(Records from a data collection)
- Opening Delimiter -

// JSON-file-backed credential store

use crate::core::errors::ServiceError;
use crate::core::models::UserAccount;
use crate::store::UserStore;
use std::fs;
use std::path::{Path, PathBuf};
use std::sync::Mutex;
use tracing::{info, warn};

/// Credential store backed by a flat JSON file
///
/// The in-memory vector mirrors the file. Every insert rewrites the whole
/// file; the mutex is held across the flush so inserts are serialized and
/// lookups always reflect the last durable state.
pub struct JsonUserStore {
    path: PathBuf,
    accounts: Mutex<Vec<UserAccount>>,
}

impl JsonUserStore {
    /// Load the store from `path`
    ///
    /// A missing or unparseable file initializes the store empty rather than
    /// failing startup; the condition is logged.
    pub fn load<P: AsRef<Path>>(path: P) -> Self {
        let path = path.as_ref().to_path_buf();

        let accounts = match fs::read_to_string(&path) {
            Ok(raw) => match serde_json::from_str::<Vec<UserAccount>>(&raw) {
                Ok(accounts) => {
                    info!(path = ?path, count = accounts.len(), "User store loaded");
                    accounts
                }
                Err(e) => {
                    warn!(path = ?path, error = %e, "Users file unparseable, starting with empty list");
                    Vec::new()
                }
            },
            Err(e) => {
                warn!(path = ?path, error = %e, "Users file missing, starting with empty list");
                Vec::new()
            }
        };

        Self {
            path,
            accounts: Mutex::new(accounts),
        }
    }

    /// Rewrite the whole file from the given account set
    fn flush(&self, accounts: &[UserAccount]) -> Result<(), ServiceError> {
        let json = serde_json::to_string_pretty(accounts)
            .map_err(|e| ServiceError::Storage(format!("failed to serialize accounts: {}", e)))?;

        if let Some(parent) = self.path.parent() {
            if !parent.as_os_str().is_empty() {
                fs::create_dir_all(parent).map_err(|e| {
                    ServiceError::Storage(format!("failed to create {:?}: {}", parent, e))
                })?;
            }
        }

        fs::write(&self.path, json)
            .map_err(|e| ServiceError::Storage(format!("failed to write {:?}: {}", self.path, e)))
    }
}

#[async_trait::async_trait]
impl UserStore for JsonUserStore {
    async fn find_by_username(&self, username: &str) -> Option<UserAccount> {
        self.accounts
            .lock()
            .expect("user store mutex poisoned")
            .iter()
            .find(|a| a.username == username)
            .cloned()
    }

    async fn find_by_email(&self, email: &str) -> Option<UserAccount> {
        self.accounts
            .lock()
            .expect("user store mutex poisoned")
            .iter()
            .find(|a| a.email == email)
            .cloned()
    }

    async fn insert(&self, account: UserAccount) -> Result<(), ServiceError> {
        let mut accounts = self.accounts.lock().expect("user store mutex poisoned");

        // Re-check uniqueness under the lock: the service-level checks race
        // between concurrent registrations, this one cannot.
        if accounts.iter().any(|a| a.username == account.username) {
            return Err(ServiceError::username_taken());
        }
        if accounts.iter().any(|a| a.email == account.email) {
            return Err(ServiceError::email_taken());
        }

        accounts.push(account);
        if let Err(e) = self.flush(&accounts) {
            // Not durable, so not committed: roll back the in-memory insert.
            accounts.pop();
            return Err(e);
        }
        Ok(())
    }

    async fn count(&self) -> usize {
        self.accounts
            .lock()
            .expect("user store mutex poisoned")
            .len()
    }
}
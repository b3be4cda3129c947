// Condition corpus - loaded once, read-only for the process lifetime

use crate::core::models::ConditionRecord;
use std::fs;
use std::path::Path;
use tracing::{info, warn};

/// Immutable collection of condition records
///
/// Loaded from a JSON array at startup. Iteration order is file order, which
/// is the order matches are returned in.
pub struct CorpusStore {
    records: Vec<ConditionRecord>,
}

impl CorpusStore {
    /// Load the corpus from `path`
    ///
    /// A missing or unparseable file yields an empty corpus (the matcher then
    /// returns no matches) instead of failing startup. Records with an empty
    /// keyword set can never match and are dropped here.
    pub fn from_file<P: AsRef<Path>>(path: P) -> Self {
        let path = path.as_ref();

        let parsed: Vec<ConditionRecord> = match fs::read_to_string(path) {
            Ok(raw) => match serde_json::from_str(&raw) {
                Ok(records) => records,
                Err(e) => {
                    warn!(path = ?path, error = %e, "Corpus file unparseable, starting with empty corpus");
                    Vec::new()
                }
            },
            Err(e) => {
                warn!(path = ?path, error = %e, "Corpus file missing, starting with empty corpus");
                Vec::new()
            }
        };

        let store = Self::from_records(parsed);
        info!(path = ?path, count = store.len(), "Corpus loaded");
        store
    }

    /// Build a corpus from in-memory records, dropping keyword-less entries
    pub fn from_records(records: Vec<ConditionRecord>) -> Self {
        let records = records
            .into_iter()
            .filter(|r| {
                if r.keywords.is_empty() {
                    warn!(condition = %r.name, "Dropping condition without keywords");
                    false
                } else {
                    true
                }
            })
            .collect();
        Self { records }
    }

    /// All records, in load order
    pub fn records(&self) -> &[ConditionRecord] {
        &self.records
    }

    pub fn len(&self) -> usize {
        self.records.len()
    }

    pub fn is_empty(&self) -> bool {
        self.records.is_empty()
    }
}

- Closing Delimiter -

WORK TASK:
Each record above should be output again exactly.

TASK ANSWER:
// JSON-file-backed credential store

use crate::core::errors::ServiceError;
use crate::core::models::UserAccount;
use crate::store::UserStore;
use std::fs;
use std::path::{Path, PathBuf};
use std::sync::Mutex;
use tracing::{info, warn};

/// Credential store backed by a flat JSON file
///
/// The in-memory vector mirrors the file. Every insert rewrites the whole
/// file; the mutex is held across the flush so inserts are serialized and
/// lookups always reflect the last durable state.
pub struct JsonUserStore {
    path: PathBuf,
    accounts: Mutex<Vec<UserAccount>>,
}

impl JsonUserStore {
    /// Load the store from `path`
    ///
    /// A missing or unparseable file initializes the store empty rather than
    /// failing startup; the condition is logged.
    pub fn load<P: AsRef<Path>>(path: P) -> Self {
        let path = path.as_ref().to_path_buf();

        let accounts = match fs::read_to_string(&path) {
            Ok(raw) => match serde_json::from_str::<Vec<UserAccount>>(&raw) {
                Ok(accounts) => {
                    info!(path = ?path, count = accounts.len(), "User store loaded");
                    accounts
                }
                Err(e) => {
                    warn!(path = ?path, error = %e, "Users file unparseable, starting with empty list");
                    Vec::new()
                }
            },
            Err(e) => {
                warn!(path = ?path, error = %e, "Users file missing, starting with empty list");
                Vec::new()
            }
        };

        Self {
            path,
            accounts: Mutex::new(accounts),
        }
    }

    /// Rewrite the whole file from the given account set
    fn flush(&self, accounts: &[UserAccount]) -> Result<(), ServiceError> {
        let json = serde_json::to_string_pretty(accounts)
            .map_err(|e| ServiceError::Storage(format!("failed to serialize accounts: {}", e)))?;

        if let Some(parent) = self.path.parent() {
            if !parent.as_os_str().is_empty() {
                fs::create_dir_all(parent).map_err(|e| {
                    ServiceError::Storage(format!("failed to create {:?}: {}", parent, e))
                })?;
            }
        }

        fs::write(&self.path, json)
            .map_err(|e| ServiceError::Storage(format!("failed to write {:?}: {}", self.path, e)))
    }
}

#[async_trait::async_trait]
impl UserStore for JsonUserStore {
    async fn find_by_username(&self, username: &str) -> Option<UserAccount> {
        self.accounts
            .lock()
            .expect("user store mutex poisoned")
            .iter()
            .find(|a| a.username == username)
            .cloned()
    }

    async fn find_by_email(&self, email: &str) -> Option<UserAccount> {
        self.accounts
            .lock()
            .expect("user store mutex poisoned")
            .iter()
            .find(|a| a.email == email)
            .cloned()
    }

    async fn insert(&self, account: UserAccount) -> Result<(), ServiceError> {
        let mut accounts = self.accounts.lock().expect("user store mutex poisoned");

        // Re-check uniqueness under the lock: the service-level checks race
        // between concurrent registrations, this one cannot.
        if accounts.iter().any(|a| a.username == account.username) {
            return Err(ServiceError::username_taken());
        }
        if accounts.iter().any(|a| a.email == account.email) {
            return Err(ServiceError::email_taken());
        }

        accounts.push(account);
        if let Err(e) = self.flush(&accounts) {
            // Not durable, so not committed: roll back the in-memory insert.
            accounts.pop();
            return Err(e);
        }
        Ok(())
    }

    async fn count(&self) -> usize {
        self.accounts
            .lock()
            .expect("user store mutex poisoned")
            .len()
    }
}
repository b3be4cda3129c947
// Condition corpus - loaded once, read-only for the process lifetime

use crate::core::models::ConditionRecord;
use std::fs;
use std::path::Path;
use tracing::{info, warn};

/// Immutable collection of condition records
///
/// Loaded from a JSON array at startup. Iteration order is file order, which
/// is the order matches are returned in.
pub struct CorpusStore {
    records: Vec<ConditionRecord>,
}

impl CorpusStore {
    /// Load the corpus from `path`
    ///
    /// A missing or unparseable file yields an empty corpus (the matcher then
    /// returns no matches) instead of failing startup. Records with an empty
    /// keyword set can never match and are dropped here.
    pub fn from_file<P: AsRef<Path>>(path: P) -> Self {
        let path = path.as_ref();

        let parsed: Vec<ConditionRecord> = match fs::read_to_string(path) {
            Ok(raw) => match serde_json::from_str(&raw) {
                Ok(records) => records,
                Err(e) => {
                    warn!(path = ?path, error = %e, "Corpus file unparseable, starting with empty corpus");
                    Vec::new()
                }
            },
            Err(e) => {
                warn!(path = ?path, error = %e, "Corpus file missing, starting with empty corpus");
                Vec::new()
            }
        };

        let store = Self::from_records(parsed);
        info!(path = ?path, count = store.len(), "Corpus loaded");
        store
    }

    /// Build a corpus from in-memory records, dropping keyword-less entries
    pub fn from_records(records: Vec<ConditionRecord>) -> Self {
        let records = records
            .into_iter()
            .filter(|r| {
                if r.keywords.is_empty() {
                    warn!(condition = %r.name, "Dropping condition without keywords");
                    false
                } else {
                    true
                }
            })
            .collect();
        Self { records }
    }

    /// All records, in load order
    pub fn records(&self) -> &[ConditionRecord] {
        &self.records
    }

    pub fn len(&self) -> usize {
        self.records.len()
    }

    pub fn is_empty(&self) -> bool {
        self.records.is_empty()
    }
}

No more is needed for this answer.